Nyctophobia – Symptoms, Causes, Diagnosis, Treatment

What is “Nyctophobia” and what are its causes, symptoms, signs, and treatments?

Nyctophobia is when a child fears night time or darkness, this is one of the common childhood fears that progresses till adolescence. Fear of darkness or sleeping alone at night usually develops between 3 to 6 years (36 to 72 months) of age. At this age some of the common fears are:

  • Monsters
  • Ghosts
  • Strange noises

Causes:

  1. Looking at the anxiety or fear of a parent/caregiver could develop a phobia in a child.
  2. Over protection by parents can also lead to anxiety when left alone or without parents (with other family members).
  3. Late night negative experiences, like an accident while travelling or injury can lead to anxiety and panic during the long term.

Physical symptoms:

  • Sweating
  • Increased rate of heart beat
  • Trembling
  • Discomfort in speaking
  • Tightness in the chest
  • Shortness of breath
  • Upset stomach
  • Numbness
  • Feeling dizzy or fainting
  • Nausea

Psychological symptoms:

  • Feeling out of touch with reality or detached from your body
  • Fear of fainting
  • Fear of losing control
  • Fear of dying

Diagnosis:

  • A mental health expert can diagnose phobia; keep a regular track of your child’s behaviour/health in particular situations and with objects.
  • Phobia diagnosis is based on diagnostic guidelines and a thorough clinical interview.
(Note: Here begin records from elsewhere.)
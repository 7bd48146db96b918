use std::fs;
use std::path::{Path, PathBuf};

use crate::classify::ContentType;
use crate::error::Error;

/// Decide where the recovered text goes. Pure function of its arguments; the
/// caller performs the single `is_dir` probe and passes the answer in.
///
/// An explicit path naming an existing directory gets the default file name
/// inside it; any other explicit path is used verbatim; with no explicit path
/// the file lands next to the input. A resolved path without an extension
/// gets the detected one appended.
pub fn resolve_path(
    explicit: Option<&Path>,
    explicit_is_dir: bool,
    input: &Path,
    kind: ContentType,
) -> PathBuf {
    let stem = input
        .file_stem()
        .unwrap_or(input.as_os_str())
        .to_string_lossy();
    let default_name = format!("{stem}_decompressed.{}", kind.extension());

    let mut resolved = match explicit {
        Some(dir) if explicit_is_dir => dir.join(default_name),
        Some(file) => file.to_path_buf(),
        None => input.with_file_name(default_name),
    };

    if resolved.extension().is_none() {
        resolved.set_extension(kind.extension());
    }

    resolved
}

/// Write the decompressed text, creating missing parent directories. An
/// existing file at the target is overwritten without confirmation.
pub fn write_text(path: &Path, content: &str) -> Result<(), Error> {
    ensure_parent(path)?;
    fs::write(path, content).map_err(|err| Error::Write {
        path: path.to_path_buf(),
        err,
    })
}

/// Side channel for --temp: persist the raw compressed bytes as-is.
pub fn write_raw(path: &Path, bytes: &[u8]) -> Result<(), Error> {
    ensure_parent(path)?;
    fs::write(path, bytes).map_err(|err| Error::Write {
        path: path.to_path_buf(),
        err,
    })
}

fn ensure_parent(path: &Path) -> Result<(), Error> {
    match path.parent() {
        Some(parent) if !parent.as_os_str().is_empty() => {
            fs::create_dir_all(parent).map_err(|err| Error::Write {
                path: path.to_path_buf(),
                err,
            })
        }
        _ => Ok(()),
    }
}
If you feel that your child has a phobia, take him/her to a healthcare expert. Your child’s doctor will either ask you or your child about the symptoms. The doctor might also take a medical, psychiatric, and family history.
  • Your child’s doctor might also use the diagnostic criteria in the Diagnostic and Statistical Manual of Mental Disorders (DSM-5).

Treatment:

  1. Exposure therapy: This treatment exposes children to their fears repeatedly until the thing they fear, such as being in the dark, no longer triggers the feelings of anxiety or panic.
  2. Cognitive Behavioural therapy (CBT): This type of therapy helps children identify their feelings of anxiety and replace them with more positive or realistic thoughts with the help of a therapist. With nyctophobia, your child may be presented with information to show that being in the dark doesn’t necessarily lead to negative consequences.
  3. Modelling: In this method the child sees another person facing the situation without fear and panic.
  4. Virtual reality (VR): It’s a treatment where your child will be exposed to computer simulations of dark places. Getting the experience of a dark place in the virtual world can help your child get over his/her fear in a setting that feels safe.
  5. Medicines like tranquillisers and antidepressants (prescribed by a doctor) can be helpful along with the above treatments.